いわゆる受け口の状態 (反対咬合):下の前歯が上の前歯より前に出ている「かみ合わせ」
歯をかみ合わせた時に、下の前歯が上の前歯より前に出ているもので、下あごが上のあごを受ける形になっているから受け口と言われます。

この様な「受け口」にも
イ、歯の生え方が原因となっている場合
ロ、機能的な問題が原因となっている場合
ハ、遺伝等による骨格の問題が原因となっている場合
などがあります。

イ、歯の生え方が原因となっている場合


治療前の状態です。
上の歯が内側に押し入った状態です。本来は早期に治療することが一番ベストでしたね。

理由は咬むときに、下の前歯が上の歯にあたり、下の「あご」が前の方に押し出されしまっています。お顔も反対咬合なのですが、口元は出っ歯の様に何か口元を突き出したように見えます。(逆に三日月様の様に見える人もおります。)

早期治療により上顎の発育を阻害している状況を改善すると前方に誘導されていた下の「あご」が正常な位置へと誘導されます。

 


治療後の状態です。
写真の様に改善いたしました。

すでに、骨格的な問題に発展しておりましたので一部の歯を抜歯することにより骨格的な問題と、「咬み合わせ」の問題を解決しました。

「咬み合わせ」と同時に口元の改善を行いました。


ハ、遺伝等による骨格の問題が原因となっている場合
早期治療を開始し良好な結果が得られた症例です。来院時の「お口」の状態です。
歯の生え方と骨格的にも問題がありました。下の唇が少し突き出た感じが致します。前歯の「咬み合わせ」が逆の状況です。

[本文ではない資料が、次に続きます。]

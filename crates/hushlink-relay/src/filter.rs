/// Case-insensitive substring filter over outbound relay text.
///
/// Deliberately simple: the keyword list comes from configuration and a
/// hit refuses the relay and arms the sender's automatic block window.
pub struct ContentFilter {
    keywords: Vec<String>,
}

impl ContentFilter {
    pub fn new(keywords: impl IntoIterator<Item = String>) -> Self {
        Self {
            keywords: keywords
                .into_iter()
                .map(|keyword| keyword.to_lowercase())
                .filter(|keyword| !keyword.is_empty())
                .collect(),
        }
    }

    pub fn matches(&self, text: &str) -> bool {
        if self.keywords.is_empty() {
            return false;
        }
        let text = text.to_lowercase();
        self.keywords.iter().any(|keyword| text.contains(keyword))
    }
}

#[cfg(test)]
mod tests {
    use super::*;

    fn filter() -> ContentFilter {
        ContentFilter::new(["spam".to_string(), "scam".to_string()])
    }

    #[test]
    fn matches_are_case_insensitive_substrings() {
        let filter = filter();
        assert!(filter.matches("this is SPAM indeed"));
        assert!(filter.matches("unscammable"));
        assert!(!filter.matches("a perfectly fine message"));
    }

    #[test]
    fn empty_keyword_list_never_matches() {
        let filter = ContentFilter::new(Vec::new());
        assert!(!filter.matches("spam"));
    }

    #[test]
    fn blank_keywords_are_dropped() {
        let filter = ContentFilter::new(["".to_string(), "spam".to_string()]);
        assert!(!filter.matches("hello"));
        assert!(filter.matches("spam"));
    }
}
//! Hushlink Types - Core types for the anonymous relay bot
//!
//! This module defines the data types shared by the relay engine, the
//! persistence layer and the Telegram channel adapter.

mod content;
mod context;
mod control;
mod user;

pub use content::Content;
pub use context::MessageContext;
pub use control::ControlToken;
pub use user::{ConversationStep, UserRecord};

/// Chat ID type (Telegram chat ID)
pub type ChatId = i64;

/// Gateway-level message ID type
pub type MessageId = i64;
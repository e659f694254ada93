use crate::error::{RelayError, Result};
use hushlink_persistence::RelayStore;
use hushlink_types::ChatId;
use rand::Rng;
use tracing::warn;

/// Alphabet the public link codes are drawn from.
pub const LINK_CODE_ALPHABET: &[u8] = b"ABCDEFGHIJKLMNOPQRSTUVWXYZ0123456789";

/// Length of every issued link code.
pub const LINK_CODE_LENGTH: usize = 8;

/// Collision-retry budget. 36^8 codes make a collision streak this long
/// practically unreachable, but the budget keeps issuance bounded.
const MAX_ISSUE_ATTEMPTS: usize = 32;

/// Issues and resolves the opaque link codes that stand in for chat ids.
///
/// The mapping lives on the user record itself (unique indexed column);
/// this type only owns generation and normalization.
#[derive(Clone)]
pub struct IdentityRegistry {
    store: RelayStore,
}

impl IdentityRegistry {
    pub fn new(store: RelayStore) -> Self {
        Self { store }
    }

    /// Generate a fresh code that no active user currently owns.
    pub async fn issue_code(&self) -> Result<String> {
        for _ in 0..MAX_ISSUE_ATTEMPTS {
            let code = random_code();
            if self.store.find_chat_by_link_code(&code).await?.is_none() {
                return Ok(code);
            }
        }
        warn!("link code generation exhausted {} attempts", MAX_ISSUE_ATTEMPTS);
        Err(RelayError::CodeSpaceExhausted)
    }

    /// Resolve a code to its owner. Input is normalized the way links are
    /// shared: surrounding whitespace dropped, letters uppercased.
    pub async fn resolve(&self, code: &str) -> Result<Option<ChatId>> {
        let code = code.trim().to_ascii_uppercase();
        if code.is_empty() {
            return Ok(None);
        }
        Ok(self.store.find_chat_by_link_code(&code).await?)
    }

    /// Replace the user's code. The old code stops resolving as soon as
    /// the update lands.
    pub async fn reissue(&self, chat_id: ChatId) -> Result<String> {
        let code = self.issue_code().await?;
        self.store.set_link_code(chat_id, &code).await?;
        Ok(code)
    }
}

fn random_code() -> String {
    let mut rng = rand::thread_rng();
    (0..LINK_CODE_LENGTH)
        .map(|_| LINK_CODE_ALPHABET[rng.gen_range(0..LINK_CODE_ALPHABET.len())] as char)
        .collect()
}

#[cfg(test)]
mod tests {
    use super::*;
    use hushlink_types::UserRecord;

    #[test]
    fn codes_use_the_fixed_alphabet_and_length() {
        for _ in 0..100 {
            let code = random_code();
            assert_eq!(code.len(), LINK_CODE_LENGTH);
            assert!(code.bytes().all(|byte| LINK_CODE_ALPHABET.contains(&byte)));
        }
    }

    #[tokio::test]
    async fn resolve_normalizes_input() {
        let store = RelayStore::in_memory(5).await.unwrap();
        store.insert_user(&UserRecord::new(100, "AB12CD34")).await.unwrap();
        let registry = IdentityRegistry::new(store);

        assert_eq!(registry.resolve("ab12cd34").await.unwrap(), Some(100));
        assert_eq!(registry.resolve("  AB12CD34  ").await.unwrap(), Some(100));
        assert_eq!(registry.resolve("").await.unwrap(), None);
        assert_eq!(registry.resolve("UNKNOWN1").await.unwrap(), None);
    }

    #[tokio::test]
    async fn reissue_invalidates_the_old_code() {
        let store = RelayStore::in_memory(5).await.unwrap();
        store.insert_user(&UserRecord::new(100, "AB12CD34")).await.unwrap();
        let registry = IdentityRegistry::new(store);

        let new_code = registry.reissue(100).await.unwrap();
        assert_ne!(new_code, "AB12CD34");
        assert_eq!(registry.resolve("AB12CD34").await.unwrap(), None);
        assert_eq!(registry.resolve(&new_code).await.unwrap(), Some(100));
    }
}
use crate::error::RetrievalError;
use crate::models::{keys, RagContext, RetrievalResult};
use crate::store::MetadataFilter;
use crate::traits::VectorIndex;
use serde::{Deserialize, Serialize};
use std::sync::Arc;
use tracing::{debug, info};

pub const CONTEXT_SEPARATOR: &str = "\n\n---\n\n";

#[derive(Debug, Clone, PartialEq, Serialize, Deserialize)]
#[serde(default)]
pub struct RetrievalConfig {
    pub n_results: usize,
    pub relevance_threshold: f64,
    pub max_context_chars: usize,
    /// Prefix each context chunk with a `[Source: ...]` header.
    pub include_metadata: bool,
}

impl Default for RetrievalConfig {
    fn default() -> Self {
        Self {
            n_results: 5,
            relevance_threshold: 0.3,
            max_context_chars: 4_000,
            include_metadata: true,
        }
    }
}

pub fn source_header(source: &str) -> String {
    format!("[Source: {source}]\n")
}

pub struct ClinicalRetriever {
    index: Arc<dyn VectorIndex>,
    config: RetrievalConfig,
}

impl ClinicalRetriever {
    pub fn new(index: Arc<dyn VectorIndex>, config: RetrievalConfig) -> Self {
        Self { index, config }
    }

    pub fn config(&self) -> &RetrievalConfig {
        &self.config
    }

    /// Candidates ranked by ascending distance, keeping those whose
    /// relevance reaches the configured threshold.
    pub async fn retrieve(
        &self,
        query: &str,
        n_results: Option<usize>,
        filter: Option<&MetadataFilter>,
    ) -> Result<Vec<RetrievalResult>, RetrievalError> {
        if query.trim().is_empty() {
            return Err(RetrievalError::EmptyQuery);
        }
        let n = n_results.unwrap_or(self.config.n_results);

        let mut results = self.index.query(query, n, filter).await?;
        results.sort_by(|a, b| a.distance.total_cmp(&b.distance));
        let candidates = results.len();
        results.retain(|result| result.relevance_score() >= self.config.relevance_threshold);

        info!(
            candidates,
            kept = results.len(),
            threshold = self.config.relevance_threshold,
            "retrieved chunks"
        );
        Ok(results)
    }

    pub async fn retrieve_for_patient(
        &self,
        query: &str,
        patient_id: &str,
        n_results: Option<usize>,
    ) -> Result<Vec<RetrievalResult>, RetrievalError> {
        let filter = MetadataFilter::eq(keys::PATIENT_ID, patient_id);
        self.retrieve(query, n_results, Some(&filter)).await
    }

    /// Packs results in rank order until the next one would overflow
    /// `max_chars`, then stops. Chunks are never truncated and a smaller
    /// later chunk never jumps ahead of a larger earlier one.
    pub fn build_context(
        &self,
        query: &str,
        results: Vec<RetrievalResult>,
        max_chars: Option<usize>,
    ) -> RagContext {
        let max_chars = max_chars.unwrap_or(self.config.max_context_chars);
        let total_chunks = results.len();

        let mut parts = Vec::new();
        let mut included = Vec::new();
        let mut sources: Vec<String> = Vec::new();
        let mut chars_used = 0;

        for result in results {
            let part = if self.config.include_metadata {
                format!("{}{}", source_header(result.source()), result.text)
            } else {
                result.text.clone()
            };
            let contribution = part.chars().count();
            if chars_used + contribution > max_chars {
                break;
            }

            let source = result.source();
            if !sources.iter().any(|seen| seen == source) {
                sources.push(source.to_string());
            }
            chars_used += contribution;
            parts.push(part);
            included.push(result);
        }

        debug!(
            included = included.len(),
            considered = total_chunks,
            chars_used,
            "context assembled"
        );

        RagContext {
            query: query.to_string(),
            retrieved_chunks: included,
            total_chunks,
            context_text: parts.join(CONTEXT_SEPARATOR),
            sources,
            chars_used,
        }
    }
}

#[cfg(test)]
mod tests {
    use super::*;
    use crate::models::{FlatMetadata, MetadataValue};
    use crate::stores::LocalVectorIndex;
    use crate::store::IndexRecord;

    fn result(source: &str, text: &str, distance: f64) -> RetrievalResult {
        let mut metadata = FlatMetadata::new();
        metadata.insert(keys::SOURCE.to_string(), MetadataValue::from(source));
        RetrievalResult {
            text: text.to_string(),
            metadata,
            distance,
            doc_id: format!("{source}_{distance}"),
        }
    }

    fn retriever(config: RetrievalConfig) -> ClinicalRetriever {
        ClinicalRetriever::new(Arc::new(LocalVectorIndex::in_memory("test")), config)
    }

    #[test]
    fn packing_stops_at_the_first_overflow() {
        let retriever = retriever(RetrievalConfig {
            include_metadata: false,
            ..RetrievalConfig::default()
        });
        let results = vec![
            result("a.txt", &"a".repeat(60), 0.1),
            result("b.txt", &"b".repeat(50), 0.2),
            result("c.txt", &"c".repeat(10), 0.3),
        ];

        let context = retriever.build_context("q", results, Some(100));
        assert_eq!(context.retrieved_chunks.len(), 1);
        assert_eq!(context.total_chunks, 3);
        assert_eq!(context.chars_used, 60);
        assert_eq!(context.sources, vec!["a.txt"]);
        assert_eq!(context.context_text, "a".repeat(60));
    }

    #[test]
    fn headers_count_against_the_budget() {
        let retriever = retriever(RetrievalConfig::default());
        let header_len = source_header("a.txt").chars().count();
        let results = vec![
            result("a.txt", "first chunk", 0.1),
            result("a.txt", "second chunk", 0.2),
            result("b.txt", "third chunk", 0.3),
        ];

        let budget = 2 * header_len + "first chunk".len() + "second chunk".len();
        let context = retriever.build_context("q", results, Some(budget));
        assert_eq!(context.retrieved_chunks.len(), 2);
        assert_eq!(context.sources, vec!["a.txt"]);
        assert_eq!(
            context.context_text,
            "[Source: a.txt]\nfirst chunk\n\n---\n\n[Source: a.txt]\nsecond chunk"
        );
        assert!(context.context_text.chars().count() <= budget + CONTEXT_SEPARATOR.len());
    }

    #[test]
    fn context_never_exceeds_budget_plus_separators() {
        let retriever = retriever(RetrievalConfig::default());
        for budget in [0, 10, 40, 75, 200, 1_000] {
            let results = (0..8)
                .map(|index| {
                    result(
                        &format!("note_{index}.txt"),
                        &"x".repeat(index * 7 + 3),
                        index as f64,
                    )
                })
                .collect::<Vec<_>>();
            let context = retriever.build_context("q", results, Some(budget));
            let separators =
                context.retrieved_chunks.len().saturating_sub(1) * CONTEXT_SEPARATOR.len();
            assert!(context.context_text.chars().count() <= budget + separators);
            assert!(context.chars_used <= budget);
        }
    }

    #[tokio::test]
    async fn empty_query_is_rejected() {
        let retriever = retriever(RetrievalConfig::default());
        assert!(matches!(
            retriever.retrieve("  ", None, None).await,
            Err(RetrievalError::EmptyQuery)
        ));
    }

    #[tokio::test]
    async fn threshold_and_patient_filter_apply() -> Result<(), Box<dyn std::error::Error>> {
        let index = Arc::new(LocalVectorIndex::in_memory("test"));
        for (id, patient) in [("one", "p1"), ("two", "p2")] {
            let mut metadata = FlatMetadata::new();
            metadata.insert(keys::PATIENT_ID.to_string(), MetadataValue::from(patient));
            metadata.insert(keys::SOURCE.to_string(), MetadataValue::from(format!("{id}.txt")));
            index
                .upsert(IndexRecord {
                    id: id.to_string(),
                    text: "sertraline 50 mg daily".to_string(),
                    metadata,
                })
                .await?;
        }

        let lenient = ClinicalRetriever::new(
            index.clone(),
            RetrievalConfig {
                relevance_threshold: 0.0,
                ..RetrievalConfig::default()
            },
        );
        let hits = lenient.retrieve_for_patient("sertraline 50 mg daily", "p2", None).await?;
        assert_eq!(hits.len(), 1);
        assert_eq!(hits[0].source(), "two.txt");
        assert_eq!(hits[0].relevance_score(), 1.0);

        let strict = ClinicalRetriever::new(
            index,
            RetrievalConfig {
                relevance_threshold: 0.99,
                ..RetrievalConfig::default()
            },
        );
        assert!(strict.retrieve("unrelated words entirely", None, None).await?.is_empty());
        Ok(())
    }
}
use crate::error::IngestError;
use crate::models::{ChunkMetadata, ChunkingStrategy, DocumentChunk, IngestionOptions};

/// Furthest distance, in characters, that a fixed-size boundary may move back
/// to land on a sentence terminator.
const SENTENCE_SEARCH_WINDOW: usize = 100;

const SENTENCE_TERMINATORS: [[char; 2]; 4] = [['.', ' '], ['.', '\n'], ['?', ' '], ['!', ' ']];

const PARAGRAPH_BREAK: &str = "\n\n";

#[derive(Debug, Clone, Copy, PartialEq, Eq)]
pub struct ChunkingConfig {
    pub chunk_size: usize,
    pub chunk_overlap: usize,
    pub min_chunk_size: usize,
}

impl Default for ChunkingConfig {
    fn default() -> Self {
        Self::from(IngestionOptions::default())
    }
}

impl From<IngestionOptions> for ChunkingConfig {
    fn from(value: IngestionOptions) -> Self {
        Self {
            chunk_size: value.chunk_size,
            chunk_overlap: value.chunk_overlap,
            min_chunk_size: value.min_chunk_size,
        }
    }
}

impl ChunkingConfig {
    pub fn validate(&self) -> Result<(), IngestError> {
        if self.chunk_size == 0 {
            return Err(IngestError::InvalidChunkConfig(
                "chunk_size must be positive".to_string(),
            ));
        }
        if self.chunk_overlap >= self.chunk_size {
            return Err(IngestError::InvalidChunkConfig(format!(
                "chunk_overlap {} must be smaller than chunk_size {}",
                self.chunk_overlap, self.chunk_size
            )));
        }
        if self.min_chunk_size > self.chunk_size {
            return Err(IngestError::InvalidChunkConfig(format!(
                "min_chunk_size {} exceeds chunk_size {}",
                self.min_chunk_size, self.chunk_size
            )));
        }
        Ok(())
    }
}

pub trait Chunker: Send + Sync {
    /// Splits `text` into ordered chunks. Offsets are character positions in
    /// `text`; `base` is copied into every chunk with its position filled in.
    fn chunk(&self, text: &str, base: &ChunkMetadata) -> Vec<DocumentChunk>;
}

/// Fixed windows that snap back to the last sentence end and overlap the
/// previous window by `chunk_overlap` characters.
#[derive(Debug, Clone, Copy)]
pub struct FixedSizeChunker {
    config: ChunkingConfig,
}

impl FixedSizeChunker {
    pub fn new(config: ChunkingConfig) -> Result<Self, IngestError> {
        config.validate()?;
        Ok(Self { config })
    }
}

impl Chunker for FixedSizeChunker {
    fn chunk(&self, text: &str, base: &ChunkMetadata) -> Vec<DocumentChunk> {
        let chars: Vec<char> = text.chars().collect();
        let length = chars.len();
        let ChunkingConfig {
            chunk_size,
            chunk_overlap,
            min_chunk_size,
        } = self.config;

        let mut spans = Vec::new();
        let mut start = 0;
        while start < length {
            let mut end = (start + chunk_size).min(length);

            if end < length {
                let floor =
                    (start + min_chunk_size).max(end.saturating_sub(SENTENCE_SEARCH_WINDOW));
                if let Some(terminator) = last_sentence_end(&chars, floor, end) {
                    if terminator > floor {
                        end = terminator + 1;
                    }
                }
            }

            let (span_start, span_end) = trim_span(&chars, start, end);
            if span_end > span_start && span_end - span_start >= min_chunk_size {
                spans.push((span_start, span_end));
            }

            // A snapped window shorter than the overlap would step back past
            // its own start, so the next one begins where it ended.
            start = if end < length {
                let next = end.saturating_sub(chunk_overlap);
                if next > start {
                    next
                } else {
                    end
                }
            } else {
                length
            };
        }

        assemble(&chars, &spans, base)
    }
}

/// Greedily merges blank-line separated paragraphs up to `chunk_size`.
/// Each chunk is the exact source span from its first paragraph to its last,
/// so offsets stay exact even when paragraphs carried surrounding whitespace.
#[derive(Debug, Clone, Copy)]
pub struct ParagraphChunker {
    config: ChunkingConfig,
}

impl ParagraphChunker {
    pub fn new(config: ChunkingConfig) -> Result<Self, IngestError> {
        config.validate()?;
        Ok(Self { config })
    }
}

impl Chunker for ParagraphChunker {
    fn chunk(&self, text: &str, base: &ChunkMetadata) -> Vec<DocumentChunk> {
        let chars: Vec<char> = text.chars().collect();
        let paragraphs = paragraph_spans(text);

        let mut spans = Vec::new();
        let mut buffer: Option<(usize, usize)> = None;
        let mut buffered_length = 0;

        for (start, end) in paragraphs {
            let paragraph_length = end - start;
            if let Some(span) = buffer {
                if buffered_length + paragraph_length > self.config.chunk_size {
                    spans.push(span);
                    buffer = None;
                    buffered_length = 0;
                }
            }

            buffer = Some(match buffer {
                Some((first, _)) => (first, end),
                None => (start, end),
            });
            buffered_length += paragraph_length + PARAGRAPH_BREAK.len();
        }

        if let Some(span) = buffer {
            spans.push(span);
        }

        assemble(&chars, &spans, base)
    }
}

pub fn chunker_for(
    strategy: ChunkingStrategy,
    config: ChunkingConfig,
) -> Result<Box<dyn Chunker>, IngestError> {
    Ok(match strategy {
        ChunkingStrategy::FixedSize => Box::new(FixedSizeChunker::new(config)?),
        ChunkingStrategy::Paragraph => Box::new(ParagraphChunker::new(config)?),
    })
}

pub fn normalize_whitespace(text: &str) -> String {
    text.replace('\u{a0}', " ")
        .split_whitespace()
        .collect::<Vec<_>>()
        .join(" ")
}

/// Rightmost index `i` in `floor..=end-2` where a sentence terminator pair
/// starts, i.e. the pair lies entirely inside `floor..end`.
fn last_sentence_end(chars: &[char], floor: usize, end: usize) -> Option<usize> {
    if end < floor + 2 {
        return None;
    }
    (floor..=end - 2)
        .rev()
        .find(|&index| SENTENCE_TERMINATORS.contains(&[chars[index], chars[index + 1]]))
}

fn trim_span(chars: &[char], mut start: usize, mut end: usize) -> (usize, usize) {
    while start < end && chars[start].is_whitespace() {
        start += 1;
    }
    while end > start && chars[end - 1].is_whitespace() {
        end -= 1;
    }
    (start, end)
}

/// Character spans of the trimmed, non-empty paragraphs of `text`.
fn paragraph_spans(text: &str) -> Vec<(usize, usize)> {
    let mut spans = Vec::new();
    let mut char_offset = 0;

    for paragraph in text.split(PARAGRAPH_BREAK) {
        let paragraph_chars = paragraph.chars().count();
        let leading = paragraph
            .chars()
            .take_while(|character| character.is_whitespace())
            .count();
        let trimmed_chars = paragraph.trim().chars().count();

        if trimmed_chars > 0 {
            let start = char_offset + leading;
            spans.push((start, start + trimmed_chars));
        }

        char_offset += paragraph_chars + PARAGRAPH_BREAK.len();
    }

    spans
}

fn assemble(chars: &[char], spans: &[(usize, usize)], base: &ChunkMetadata) -> Vec<DocumentChunk> {
    let total_chunks = spans.len();
    spans
        .iter()
        .enumerate()
        .map(|(chunk_index, &(start_char, end_char))| {
            let mut metadata = base.with_position(chunk_index, start_char, end_char);
            metadata.total_chunks = Some(total_chunks);
            DocumentChunk {
                text: chars[start_char..end_char].iter().collect(),
                metadata,
                chunk_index,
                start_char,
                end_char,
            }
        })
        .collect()
}
pub mod chunking;
pub mod config;
pub mod embeddings;
pub mod error;
pub mod extractor;
pub mod generation;
pub mod ingest;
pub mod models;
pub mod redaction;
pub mod report;
pub mod retriever;
pub mod source;
pub mod store;
pub mod stores;
pub mod traits;

pub use chunking::{
    chunker_for, normalize_whitespace, Chunker, ChunkingConfig, FixedSizeChunker, ParagraphChunker,
};
pub use config::{DataSourceSettings, IndexBackend, IndexSettings, RedactionSettings, Settings};
pub use embeddings::{Embedder, HashingEmbedder, DEFAULT_EMBEDDING_DIMENSIONS};
pub use error::{
    ConfigError, ExtractionError, GenerationError, IndexError, IngestError, RedactionError,
    RetrievalError, SourceError,
};
pub use extractor::{DocumentExtractor, ExtractedText, TextExtractor};
pub use generation::{GenerationConfig, OllamaClient};
pub use ingest::{
    make_chunk_id, BatchReport, FailedDocument, IngestOutcome, IngestionPipeline,
    SourceIngestReport,
};
pub use models::{
    relevance_score, ChunkMetadata, ChunkingStrategy, DocumentChunk, DocumentType, ExtraMetadata,
    FileEntry, FlatMetadata, GeneratedReport, GenerationMode, IngestionOptions, MetadataValue,
    ProcessedDocument, RagContext, ReportType, RetrievalResult,
};
pub use redaction::{
    EntityReport, EntityType, PatternRecognizer, PiiScrubber, PresidioAnalyzer,
    RecognizedEntity, Redactor, ScrubResult, ScrubberProfile,
};
pub use report::{PromptBuilder, ReportGenerator, ReportState};
pub use retriever::{ClinicalRetriever, RetrievalConfig};
pub use source::{discover_documents, DocumentSource, LocalDocumentSource};
pub use store::{CollectionStats, IndexRecord, MetadataFilter};
pub use stores::{open_index, LocalVectorIndex, QdrantIndex};
pub use traits::{EntityRecognizer, GenerationBackend, GenerationRequest, VectorIndex};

早期治療により上顎の発育を阻害している状況を改善し患者さんの持つ本来の発育を引き出すこと、 将来出来るだけどの歯も抜かずに良い「歯ならび」にすること、そして調和のある顔貌を目指して治療を開始しました。


 

写真の様に改善いたしました。下の唇の出ていた感じも改善されました。この状態になると上の「あご」は自分の持つ成長力を利用して、これから生える永久歯の為にどんどん成長します。

矯正治療が終わり、その後3年の経過観察を行った後の写真。理想的な調和のあるお顔と口元そして咬み合わせになりました。

この様に、成長を邪魔をしている悪い要素を早期に取り除き、本来の患者さんの持つ発育を引き出し、永久歯の完成を目指すのが、望ましい治療と思われます。

難易度はイ→ロ→ハとなり、イ、ロは早期改善により良好な結果が出るのですが、口呼吸が続いた場合や放置した場合は、やっかいな症例へと移行する症例もあります。遺伝的な要素が多い場合、特に下顎の成長が原因となっているような症例では早期治療が望ましいのですが、患者さんの成長と大いに関係があり、時には最終的には矯正治療と外科的治療の併用により改善しなければならないこともあります。しかし努力次第では外科的な処置を行わずに済む症例もあります。